USP3 promotes clear cell renal cell carcinoma progression by stabilizing MYC and enhancing glycolysis

• Published in: Biochimica et biophysica acta. General subjects Vol. 1869; no. 6; p. 130801
• Main Authors: Xiao, Zhiliang, Wang, Yuan, Pan, Dehua, Liu, Xin, Gan, Jin, Huang, Liang, Feng, Yan
• Format: Journal Article
• Language: English
• Published: Netherlands Elsevier B.V 01.05.2025
• Subjects: Apoptosis; Carcinoma, Renal Cell - genetics; Carcinoma, Renal Cell - metabolism; Carcinoma, Renal Cell - pathology; ccRCC; Cell Line, Tumor; Cell Movement; Cell Proliferation - genetics; Deubiquitinase; Disease Progression; Gene Expression Regulation, Neoplastic; Glycolysis; Humans; Kidney Neoplasms - genetics; Kidney Neoplasms - metabolism; Kidney Neoplasms - pathology; MYC; Protein Stability; Proto-Oncogene Proteins c-myc - genetics; Proto-Oncogene Proteins c-myc - metabolism; Ubiquitin-Specific Proteases - genetics; Ubiquitin-Specific Proteases - metabolism; USP3; ccRCC; Deubiquitinase; USP3; MYC; Apoptosis
• ISSN: 0304-4165; 1872-8006; 1872-8006
• DOI: 10.1016/j.bbagen.2025.130801

Clear cell renal cell carcinoma (ccRCC) is the most prevalent type of renal malignancy, and the deubiquitinase USP3 has been implicated as a critical factor in tumor biology. However, the precise mechanisms by which USP3 contributes to ccRCC progression remain unclear.

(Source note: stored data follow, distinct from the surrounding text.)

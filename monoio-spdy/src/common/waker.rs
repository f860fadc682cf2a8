use std::{fmt, sync::Mutex, task::Waker};

use super::lock;

/// StreamWaker holds the task waiting on a stream half. Unlike a local
/// waker it may be woken from the read path while the owner runs elsewhere.
pub struct StreamWaker {
    waker: Mutex<Option<Waker>>,
}

impl StreamWaker {
    pub const fn new() -> Self {
        Self {
            waker: Mutex::new(None),
        }
    }

    pub fn register(&self, waker: &Waker) {
        let mut slot = lock(&self.waker);
        match &*slot {
            Some(old_waker) if old_waker.will_wake(waker) => (),
            _ => *slot = Some(waker.clone()),
        }
    }

    pub fn wake(&self) {
        let waker = lock(&self.waker).take();
        if let Some(waker) = waker {
            waker.wake();
        }
    }
}

impl Default for StreamWaker {
    fn default() -> Self {
        Self::new()
    }
}

impl fmt::Debug for StreamWaker {
    fn fmt(&self, f: &mut fmt::Formatter<'_>) -> fmt::Result {
        write!(f, "StreamWaker")
    }
}
pub mod codec;
pub mod frame;
pub mod proto;
use std::{collections::VecDeque, io, sync::Arc};

use bytes::{BufMut, Bytes, BytesMut};
use fnv::FnvHashSet;

use super::{deflate::HeaderDeflater, inflate::MAX_HEADER_BLOCK_SIZE};
use crate::{
    common::{error::SpdyError, header::HeaderBlock},
    spdy::frame::{
        control_type, Frame, FrameHead, GoAway, RstStatus, StreamHeaders, StreamId, FLAG_FIN,
        MAX_FRAME_LEN, SPDY_VERSION, STREAM_ID_MASK,
    },
    util::pool::BufferPool,
};

/// Largest DATA payload put in one frame. Bigger writes go out as several
/// frames so a single stream cannot hog a flush.
pub const DEFAULT_MAX_DATA_PAYLOAD: usize = 16 * 1_024;

/// Where encoded frames go.
pub trait FrameSink: Send + Sync {
    /// Write the given frames, in order.
    fn send(&self, frames: Vec<Bytes>) -> io::Result<()>;

    /// Nothing follows the frames already handed over; close the write side
    /// once they are flushed.
    fn shutdown_writes(&self) -> io::Result<()>;
}

/// Serializes frames to their wire layout.
///
/// Owns the session's compression context, so header blocks must be encoded
/// in the order they are written.
#[derive(Debug)]
pub struct FrameEncoder {
    deflater: HeaderDeflater,
}

impl FrameEncoder {
    pub fn new(pool: Arc<dyn BufferPool>) -> Result<Self, SpdyError> {
        Ok(Self {
            deflater: HeaderDeflater::new(pool)?,
        })
    }

    pub fn encode_frame(&mut self, frame: &Frame, dst: &mut BytesMut) -> Result<(), SpdyError> {
        match frame {
            Frame::SynStream(v) => {
                check_header_block(v.stream_id, &v.headers)?;
                let block = self.deflater.compress_block(&v.headers)?;
                control_head(control_type::SYN_STREAM, v.flags, 10 + block.len(), dst)?;
                dst.put_u32(v.stream_id & STREAM_ID_MASK);
                dst.put_u32(v.associated_stream_id & STREAM_ID_MASK);
                dst.put_u8(v.priority << 5);
                // credential slot
                dst.put_u8(0);
                dst.extend_from_slice(&block);
            }
            Frame::SynReply(v) => self.stream_headers(control_type::SYN_REPLY, v, dst)?,
            Frame::Headers(v) => self.stream_headers(control_type::HEADERS, v, dst)?,
            Frame::RstStream(v) => {
                control_head(control_type::RST_STREAM, 0, 8, dst)?;
                dst.put_u32(v.stream_id & STREAM_ID_MASK);
                dst.put_u32(v.status.code());
            }
            Frame::Settings(v) => {
                control_head(control_type::SETTINGS, v.flags, 4 + 8 * v.entries.len(), dst)?;
                dst.put_u32(v.entries.len() as u32);
                for entry in v.entries.iter() {
                    dst.put_u32((entry.flags as u32) << 24 | (entry.id & 0x00ff_ffff));
                    dst.put_u32(entry.value);
                }
            }
            Frame::Ping(v) => {
                control_head(control_type::PING, 0, 4, dst)?;
                dst.put_u32(v.id);
            }
            Frame::GoAway(v) => {
                control_head(control_type::GOAWAY, 0, 8, dst)?;
                dst.put_u32(v.last_good_stream_id & STREAM_ID_MASK);
                dst.put_u32(v.status.code());
            }
            Frame::WindowUpdate(v) => {
                control_head(control_type::WINDOW_UPDATE, 0, 8, dst)?;
                dst.put_u32(v.stream_id & STREAM_ID_MASK);
                dst.put_u32(v.delta & STREAM_ID_MASK);
            }
        }
        Ok(())
    }

    pub fn encode_data(
        &mut self,
        stream_id: StreamId,
        fin: bool,
        payload: &[u8],
        dst: &mut BytesMut,
    ) -> Result<(), SpdyError> {
        if payload.len() > MAX_FRAME_LEN {
            return Err(SpdyError::stream(stream_id, RstStatus::FrameTooLarge));
        }
        FrameHead::Data {
            stream_id,
            flags: if fin { FLAG_FIN } else { 0 },
            length: payload.len() as u32,
        }
        .encode(dst);
        dst.extend_from_slice(payload);
        Ok(())
    }

    fn stream_headers(
        &mut self,
        frame_type: u16,
        v: &StreamHeaders,
        dst: &mut BytesMut,
    ) -> Result<(), SpdyError> {
        check_header_block(v.stream_id, &v.headers)?;
        let block = self.deflater.compress_block(&v.headers)?;
        control_head(frame_type, v.flags, 4 + block.len(), dst)?;
        dst.put_u32(v.stream_id & STREAM_ID_MASK);
        dst.extend_from_slice(&block);
        Ok(())
    }
}

/// Uncompressed header blocks are capped like inbound ones. Checked before
/// compressing, so a refused block leaves the compression context untouched.
fn check_header_block(stream_id: StreamId, headers: &HeaderBlock) -> Result<(), SpdyError> {
    let len = headers.encoded_len();
    if len > MAX_HEADER_BLOCK_SIZE {
        tracing::debug!(stream_id, len, "header block too large");
        return Err(SpdyError::stream(stream_id, RstStatus::FrameTooLarge));
    }
    Ok(())
}

fn control_head(frame_type: u16, flags: u8, len: usize, dst: &mut BytesMut) -> Result<(), SpdyError> {
    if len > MAX_FRAME_LEN {
        return Err(SpdyError::protocol("control frame too large"));
    }
    FrameHead::Control {
        version: SPDY_VERSION,
        frame_type,
        flags,
        length: len as u32,
    }
    .encode(dst);
    Ok(())
}

/// A frame belonging to one stream. These keep their order within the stream.
#[derive(Debug)]
pub(crate) enum StreamItem {
    /// SYN_STREAM, SYN_REPLY or HEADERS; compressed when written.
    Frame(Frame),
    Data { payload: Bytes, fin: bool },
}

#[derive(Debug)]
struct Queued {
    stream_id: StreamId,
    priority: u8,
    seq: u64,
    item: StreamItem,
}

/// Outbound frame queue.
///
/// Control frames go out first in FIFO order. Stream frames follow ordered by
/// priority, then by arrival; DATA is released only as far as flow control
/// grants, and whatever cannot go out stays parked, holding back the later
/// frames of its stream until the next flush. GOAWAY always ends a flush and
/// closes the queue.
#[derive(Debug)]
pub(crate) struct FrameWriter {
    encoder: FrameEncoder,
    control: VecDeque<Frame>,
    queued: Vec<Queued>,
    seq: u64,
    go_away: Option<GoAway>,
    max_data_payload: usize,
    shut: bool,
}

impl FrameWriter {
    pub(crate) fn new(pool: Arc<dyn BufferPool>, max_data_payload: usize) -> Result<Self, SpdyError> {
        Ok(Self {
            encoder: FrameEncoder::new(pool)?,
            control: VecDeque::new(),
            queued: Vec::new(),
            seq: 0,
            go_away: None,
            max_data_payload: max_data_payload.clamp(1, MAX_FRAME_LEN),
            shut: false,
        })
    }

    pub(crate) fn push_control(&mut self, frame: Frame) {
        if self.shut {
            tracing::trace!(frame = ?frame, "writer shut, dropping");
            return;
        }
        self.control.push_back(frame);
    }

    pub(crate) fn push_stream(&mut self, stream_id: StreamId, priority: u8, item: StreamItem) {
        if self.shut {
            tracing::trace!(stream_id, "writer shut, dropping stream frame");
            return;
        }
        self.seq += 1;
        self.queued.push(Queued {
            stream_id,
            priority,
            seq: self.seq,
            item,
        });
    }

    /// Schedule the final GOAWAY. Only the first one counts.
    pub(crate) fn set_go_away(&mut self, frame: GoAway) -> bool {
        if self.shut || self.go_away.is_some() {
            return false;
        }
        self.go_away = Some(frame);
        true
    }

    /// Drop everything still queued for a stream; returns how many frames
    /// were dropped.
    pub(crate) fn purge_stream(&mut self, stream_id: StreamId) -> usize {
        let before = self.queued.len();
        self.queued.retain(|q| q.stream_id != stream_id);
        before - self.queued.len()
    }

    pub(crate) fn has_queued(&self, stream_id: StreamId) -> bool {
        self.queued.iter().any(|q| q.stream_id == stream_id)
    }

    pub(crate) fn is_idle(&self) -> bool {
        self.control.is_empty() && self.queued.is_empty() && self.go_away.is_none()
    }

    pub(crate) fn is_shut(&self) -> bool {
        self.shut
    }

    /// Encode everything that may go out now and hand it to `sink`.
    ///
    /// `grant(stream_id, wanted)` returns how many DATA bytes the stream may
    /// send right now; whatever it returns is considered spent.
    ///
    /// A frame that fails to encode is dropped and its error returned, after
    /// the frames encoded before it were handed to `sink`.
    pub(crate) fn flush<F>(&mut self, sink: &dyn FrameSink, grant: F) -> Result<(), SpdyError>
    where
        F: FnMut(StreamId, usize) -> usize,
    {
        let span = tracing::trace_span!("FrameWriter::flush");
        let _e = span.enter();

        if self.shut {
            return Ok(());
        }

        let mut out = Vec::new();
        let encoded = self.encode_pending(&mut out, grant);
        if !out.is_empty() {
            tracing::trace!(frames = out.len(), "flushing");
            sink.send(out)?;
        }
        if self.shut {
            sink.shutdown_writes()?;
        }
        encoded
    }

    fn encode_pending<F>(&mut self, out: &mut Vec<Bytes>, mut grant: F) -> Result<(), SpdyError>
    where
        F: FnMut(StreamId, usize) -> usize,
    {
        while let Some(frame) = self.control.pop_front() {
            tracing::debug!(frame = ?frame, "send");
            let mut buf = BytesMut::new();
            self.encoder.encode_frame(&frame, &mut buf)?;
            out.push(buf.freeze());
        }

        self.queued.sort_by_key(|q| (q.priority, q.seq));
        let mut blocked = FnvHashSet::default();
        let mut i = 0;
        while i < self.queued.len() {
            let stream_id = self.queued[i].stream_id;
            if blocked.contains(&stream_id) {
                i += 1;
                continue;
            }
            let done = match self.queued[i].item {
                StreamItem::Frame(ref frame) => {
                    tracing::debug!(frame = ?frame, "send");
                    let mut buf = BytesMut::new();
                    self.encoder
                        .encode_frame(frame, &mut buf)
                        .map(|_| out.push(buf.freeze()))
                        .map(|_| true)
                }
                StreamItem::Data { ref payload, fin } if payload.is_empty() => {
                    let mut buf = BytesMut::with_capacity(8);
                    self.encoder
                        .encode_data(stream_id, fin, &[], &mut buf)
                        .map(|_| out.push(buf.freeze()))
                        .map(|_| true)
                }
                StreamItem::Data {
                    ref mut payload,
                    fin,
                } => {
                    let mut res = Ok(());
                    while !payload.is_empty() {
                        let want = payload.len().min(self.max_data_payload);
                        let granted = grant(stream_id, want).min(want);
                        if granted == 0 {
                            tracing::trace!(stream_id, pending = payload.len(), "parked on flow control");
                            break;
                        }
                        let chunk = payload.split_to(granted);
                        let last = payload.is_empty() && fin;
                        let mut buf = BytesMut::with_capacity(chunk.len() + 8);
                        res = self.encoder.encode_data(stream_id, last, &chunk, &mut buf);
                        if res.is_err() {
                            break;
                        }
                        tracing::trace!(stream_id, len = chunk.len(), fin = last, "send data");
                        out.push(buf.freeze());
                    }
                    res.map(|_| payload.is_empty())
                }
            };
            match done {
                Ok(true) => {
                    self.queued.remove(i);
                }
                Ok(false) => {
                    blocked.insert(stream_id);
                    i += 1;
                }
                Err(e) => {
                    tracing::debug!(stream_id, error = ?e, "dropping frame that failed to encode");
                    self.queued.remove(i);
                    return Err(e);
                }
            }
        }

        if let Some(go_away) = self.go_away.take() {
            let frame = Frame::GoAway(go_away);
            tracing::debug!(frame = ?frame, "send");
            let mut buf = BytesMut::new();
            self.encoder.encode_frame(&frame, &mut buf)?;
            out.push(buf.freeze());
            self.shut = true;
            if !self.queued.is_empty() {
                tracing::debug!(dropped = self.queued.len(), "dropping parked frames after GOAWAY");
                self.queued.clear();
            }
        }
        Ok(())
    }
}

/// Header block shorthand for queueing reply and trailer frames.
pub(crate) fn stream_headers(stream_id: StreamId, fin: bool, headers: HeaderBlock) -> StreamHeaders {
    StreamHeaders {
        stream_id,
        flags: if fin { FLAG_FIN } else { 0 },
        headers,
    }
}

This study investigates the role of USP3 in ccRCC and elucidates its underlying molecular mechanisms. Data from TCGA and GTEx databases showed elevated USP3 expression in ccRCC tissues and cell lines compared to normal renal tissues. Further analysis using qPCR and Western blot confirmed this upregulation in ccRCC cell lines. Functional assays revealed that silencing USP3 significantly impaired cell proliferation, migration, and invasion, while promoting apoptosis. Additionally, co-immunoprecipitation assays demonstrated an interaction between USP3 and MYC, with subsequent ubiquitination assays showing that USP3 regulates MYC stability. USP3 depletion also led to alterations in glycolysis-related gene expression, which could be partially reversed by MYC overexpression. These findings suggest that USP3 modulates ccRCC progression by stabilizing MYC, highlighting its potential as a therapeutic target in ccRCC treatment. •USP3 is significantly upregulated in ccRCC: Bioinformatics and experimental analyses reveal elevated USP3 expression in ccRCC tissues and cell lines.•USP3 sustains MYC stability: Co-IP and ubiquitination assays show USP3 binds to MYC, reduces its ubiquitination, and extends its half-life.•Metabolic reprogramming via MYC: Stabilized MYC enhances glycolysis, evidenced by increased glucose uptake, lactate production, and glycolytic enzyme expression.•Functional impact on tumor phenotype: USP3 knockdown suppresses proliferation, migration, and invasion, while promoting apoptosis in ccRCC cells.•Therapeutic implications: Targeting USP3-mediated MYC stabilization may disrupt glycolysis and provide a novel strategy to inhibit ccRCC progression.